“Grokfast: Accelerated Grokking by Amplifying Slow Gradients”, Jaerin Lee, Bong Gyun Kang, Kihoon Kim, Kyoung Mu Lee2024-05-30 (, , , , )⁠:

One puzzling artifact in machine learning dubbed grokking is where delayed generalization is achieved ten-folds of iterations after near perfect overfitting to the training data.

Focusing on the long delay itself on behalf of machine learning practitioners, our goal is to accelerate generalization of a model under the grokking phenomenon. By regarding a series of gradients of a parameter over training iterations as a random signal over time, we can spectrally decompose the parameter trajectories under gradient descent into two components: the fast-varying, overfitting-yielding component and the slow-varying, generalization-inducing component.

This analysis allows us to accelerate the grokking phenomenon more than 50× with only a few lines of code [Grokfast] that amplifies the slow-varying components of gradients.

The experiments show that our algorithm applies to diverse tasks involving images, languages, and graphs, enabling practical availability of this peculiar artifact of sudden generalization.

Our code is available at Github.


5.1 Difference between Algorithm 2 and the Momentum in Typical Optimizers

The lines 7–8 of Algorithm 2 take a similar form to the momentum variable, which is frequently used in optimizers in deep learning frameworks. However, notable differences exist:

  1. Instead of using the scaled momentum as a parameter update, we use the smoothened gradient as a residual, which is added to the gradient before it is fed into the optimizer.

    Rather, the formula is more similar to Nesterov’s momentum; however, the filtering is applied before the optimizer, which is different from typical applications of Nesterov’s momentum such as NAdam [Dozat2016] (2) The line 7–8 is applied to the gradients independently to the underlying optimizer. The optimizer can be of any type unless it is of the first-order gradient descent-based.

    Low-pass filtering the gradients g(t) has the same effect as filtering the post-optimizer parameter updates u(t) as mathematically explained in Appendix A with SGD and variants, and empirically proved in the previous sections with Adam [Kingma & Ba2014] and AdamW [Loshchilov & Hutter2018] optimizers.
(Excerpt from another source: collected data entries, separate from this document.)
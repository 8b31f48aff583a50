//! Materials, shader pass tags and render queue ranges
//!
//! A material carries the render queue value that buckets it into the opaque
//! or transparent pass, and the set of shader pass tags it implements. The
//! pipeline draws a material only through a pass whose tag it recognizes.

use serde::{Deserialize, Serialize};
use std::borrow::Cow;
use std::fmt;
use std::sync::{Arc, OnceLock};

/// Identifier selecting which pass of a shader to execute
#[derive(Debug, Clone, PartialEq, Eq, Hash, PartialOrd, Ord, Serialize, Deserialize)]
#[serde(transparent)]
pub struct ShaderTagId(Cow<'static, str>);

impl ShaderTagId {
    /// Tag of the pass drawn by the default unlit pipeline shaders
    pub const SRP_DEFAULT_UNLIT: Self = Self::from_static("SRPDefaultUnlit");

    /// Create a tag from a static string
    pub const fn from_static(name: &'static str) -> Self {
        Self(Cow::Borrowed(name))
    }

    /// Create a tag from any string
    pub fn new(name: impl Into<String>) -> Self {
        Self(Cow::Owned(name.into()))
    }

    /// Tag name
    pub fn name(&self) -> &str {
        &self.0
    }
}

impl fmt::Display for ShaderTagId {
    fn fmt(&self, f: &mut fmt::Formatter<'_>) -> fmt::Result {
        f.write_str(&self.0)
    }
}

impl From<&'static str> for ShaderTagId {
    fn from(name: &'static str) -> Self {
        Self::from_static(name)
    }
}

/// Pass tags of the built-in forward shaders that predate this pipeline
///
/// Only one fallback pass is drawn for materials lacking a recognized tag;
/// these tags are not matched individually.
pub const LEGACY_SHADER_TAGS: [ShaderTagId; 6] = [
    ShaderTagId::from_static("Always"),
    ShaderTagId::from_static("ForwardBase"),
    ShaderTagId::from_static("PrepassBase"),
    ShaderTagId::from_static("Vertex"),
    ShaderTagId::from_static("VertexLMRGBM"),
    ShaderTagId::from_static("VertexLM"),
];

/// Named render queue values
pub mod queue {
    /// Drawn before everything else
    pub const BACKGROUND: i32 = 1000;
    /// Default for opaque geometry
    pub const GEOMETRY: i32 = 2000;
    /// Alpha-tested geometry, drawn after plain opaque geometry
    pub const ALPHA_TEST: i32 = 2450;
    /// Last queue value still treated as opaque
    pub const GEOMETRY_LAST: i32 = 2500;
    /// Default for alpha-blended geometry
    pub const TRANSPARENT: i32 = 3000;
    /// Overlay effects drawn last
    pub const OVERLAY: i32 = 4000;
    /// Highest queue value
    pub const MAX: i32 = 5000;
}

/// Inclusive range of render queue values
#[derive(Debug, Clone, Copy, PartialEq, Eq, Hash, Serialize, Deserialize)]
pub struct RenderQueueRange {
    /// Lowest queue value in the range
    pub lower_bound: i32,
    /// Highest queue value in the range
    pub upper_bound: i32,
}

impl RenderQueueRange {
    /// Queue values drawn by the opaque pass
    pub const OPAQUE: Self = Self::new(0, queue::GEOMETRY_LAST);
    /// Queue values drawn by the transparent pass
    pub const TRANSPARENT: Self = Self::new(queue::GEOMETRY_LAST + 1, queue::MAX);
    /// Every queue value
    pub const ALL: Self = Self::new(0, queue::MAX);

    /// Create a range from inclusive bounds
    pub const fn new(lower_bound: i32, upper_bound: i32) -> Self {
        Self { lower_bound, upper_bound }
    }

    /// Whether `value` falls inside the range
    pub const fn contains(&self, value: i32) -> bool {
        value >= self.lower_bound && value <= self.upper_bound
    }

    /// Whether the bounds are ordered
    pub const fn is_valid(&self) -> bool {
        self.lower_bound <= self.upper_bound
    }

    /// Whether every value of `self` lies strictly below every value of `other`
    pub const fn is_below(&self, other: &Self) -> bool {
        self.upper_bound < other.lower_bound
    }
}

impl fmt::Display for RenderQueueRange {
    fn fmt(&self, f: &mut fmt::Formatter<'_>) -> fmt::Result {
        write!(f, "[{}, {}]", self.lower_bound, self.upper_bound)
    }
}

/// Unique identifier for materials
#[derive(Debug, Clone, Copy, PartialEq, Eq, Hash, PartialOrd, Ord)]
pub struct MaterialId(pub u32);

impl MaterialId {
    /// Identifier reserved for the fallback error material
    pub const ERROR: Self = Self(u32::MAX);
}

/// Material resource as seen by the pipeline
#[derive(Debug, Clone, PartialEq)]
pub struct Material {
    /// Unique identifier for this material
    pub id: MaterialId,
    /// Name for logs and traces
    pub name: String,
    /// Render queue value deciding the pass this material is drawn in
    pub render_queue: i32,
    /// Shader pass tags implemented by this material's shader
    pub passes: Vec<ShaderTagId>,
}

impl Material {
    /// Create an opaque material with no passes
    pub fn new(id: MaterialId, name: impl Into<String>) -> Self {
        Self {
            id,
            name: name.into(),
            render_queue: queue::GEOMETRY,
            passes: Vec::new(),
        }
    }

    /// Set the render queue value, clamped to `0..=queue::MAX`
    pub fn with_queue(mut self, render_queue: i32) -> Self {
        let clamped = render_queue.clamp(0, queue::MAX);
        if clamped != render_queue {
            log::warn!(
                "Material '{}': render queue {} outside {}, using {}",
                self.name,
                render_queue,
                RenderQueueRange::ALL,
                clamped
            );
        }
        self.render_queue = clamped;
        self
    }

    /// Add a shader pass
    pub fn with_pass(mut self, tag: impl Into<ShaderTagId>) -> Self {
        self.passes.push(tag.into());
        self
    }

    /// First tag of `tags` implemented by this material, in `tags` order
    pub fn matching_pass<'a>(&self, tags: &'a [ShaderTagId]) -> Option<&'a ShaderTagId> {
        tags.iter().find(|tag| self.passes.contains(tag))
    }
}

/// Shader name of the fallback material for unsupported shaders
pub const ERROR_SHADER_NAME: &str = "Hidden/InternalErrorShader";

static ERROR_MATERIAL: OnceLock<Arc<Material>> = OnceLock::new();

/// Process-wide material drawn in place of materials the pipeline cannot render
///
/// Created on first use and kept for the lifetime of the process; every
/// caller receives the same instance.
pub fn error_material() -> Arc<Material> {
    ERROR_MATERIAL
        .get_or_init(|| {
            log::debug!("Creating fallback material '{}'", ERROR_SHADER_NAME);
            Arc::new(Material::new(MaterialId::ERROR, ERROR_SHADER_NAME))
        })
        .clone()
}

#[cfg(test)]
mod tests {
    use super::*;

    #[test]
    fn test_standard_ranges_are_disjoint_and_ordered() {
        assert!(RenderQueueRange::OPAQUE.is_below(&RenderQueueRange::TRANSPARENT));
        assert!(!RenderQueueRange::TRANSPARENT.is_below(&RenderQueueRange::OPAQUE));
        assert!(RenderQueueRange::ALL.contains(queue::BACKGROUND));
        assert!(RenderQueueRange::ALL.contains(queue::OVERLAY));
    }

    #[test]
    fn test_named_queues_land_in_expected_range() {
        for value in [queue::BACKGROUND, queue::GEOMETRY, queue::ALPHA_TEST, queue::GEOMETRY_LAST] {
            assert!(RenderQueueRange::OPAQUE.contains(value), "{value} should be opaque");
            assert!(!RenderQueueRange::TRANSPARENT.contains(value));
        }
        for value in [queue::TRANSPARENT, queue::OVERLAY, queue::MAX] {
            assert!(RenderQueueRange::TRANSPARENT.contains(value), "{value} should be transparent");
            assert!(!RenderQueueRange::OPAQUE.contains(value));
        }
    }

    #[test]
    fn test_matching_pass_follows_tag_order() {
        let material = Material::new(MaterialId(1), "Lit")
            .with_pass("ForwardBase")
            .with_pass(ShaderTagId::SRP_DEFAULT_UNLIT);
        let tags = [ShaderTagId::SRP_DEFAULT_UNLIT, ShaderTagId::from_static("ForwardBase")];

        assert_eq!(material.matching_pass(&tags), Some(&ShaderTagId::SRP_DEFAULT_UNLIT));
        assert_eq!(material.matching_pass(&tags[1..]).map(ShaderTagId::name), Some("ForwardBase"));
        assert_eq!(material.matching_pass(&[ShaderTagId::new("ShadowCaster")]), None);
    }

    #[test]
    fn test_out_of_range_queue_is_clamped() {
        let overlay = Material::new(MaterialId(1), "Overlay").with_queue(queue::MAX + 1);
        let below = Material::new(MaterialId(2), "Below").with_queue(-10);

        assert_eq!(overlay.render_queue, queue::MAX);
        assert_eq!(below.render_queue, 0);
        assert!(RenderQueueRange::ALL.contains(overlay.render_queue));

        let cutout = Material::new(MaterialId(3), "Cutout").with_queue(queue::ALPHA_TEST);
        assert_eq!(cutout.render_queue, queue::ALPHA_TEST);
    }

    #[test]
    fn test_owned_and_static_tags_compare_equal() {
        assert_eq!(ShaderTagId::new("SRPDefaultUnlit"), ShaderTagId::SRP_DEFAULT_UNLIT);
    }

    #[test]
    fn test_error_material_is_shared() {
        let first = error_material();
        let second = error_material();
        assert!(Arc::ptr_eq(&first, &second));
        assert_eq!(first.id, MaterialId::ERROR);
        assert_eq!(first.name, ERROR_SHADER_NAME);
    }
}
Q3. Synergistic effect with weight decay: Besides from our gradient filtering approach, the authors of Omnigrok (Liu et al 2022b) have suggested that the weight decay hyperparameter is a critical determinant of the grokking phenomenon. According to the report, the grokking phenomenon appears and even becomes faster when the weight decay becomes larger. We, therefore, conduct additional experiments to find out how these two approaches affect the model when applied together.

The results are summarized in Figure 7. Compared with the result from GROKFAST-MA with no weight decay (orange), applying the weight decay (red) generally yields even faster generalization. The maximum acceleration appears at weight decay = 0.01 with 3.72× faster generalization than GROKFAST-MA with no weight decay. We choose this result of 50.49× faster grokking to be our main demonstration in Figure 2a.

Interestingly, Figure 7 also reveals that applying the same weight decay with no GROKFAST-MA (brown) makes the training unstable. The results demonstrates that applying our gradient filtering and setting up a proper weight decay together gives synergistic benefits.

Figure 7: The acceleration effect of GROKFAST-MA is greatly enhanced when accompanied with appropriate value of weight decay. However, the weight decay alone not always yield beneficial results.

[I am not convinced this is not simply equivalent to momentum / weight decay. Tuning weight decay leads to drastic differences in grokking speed, and the speedup left after that is not much.]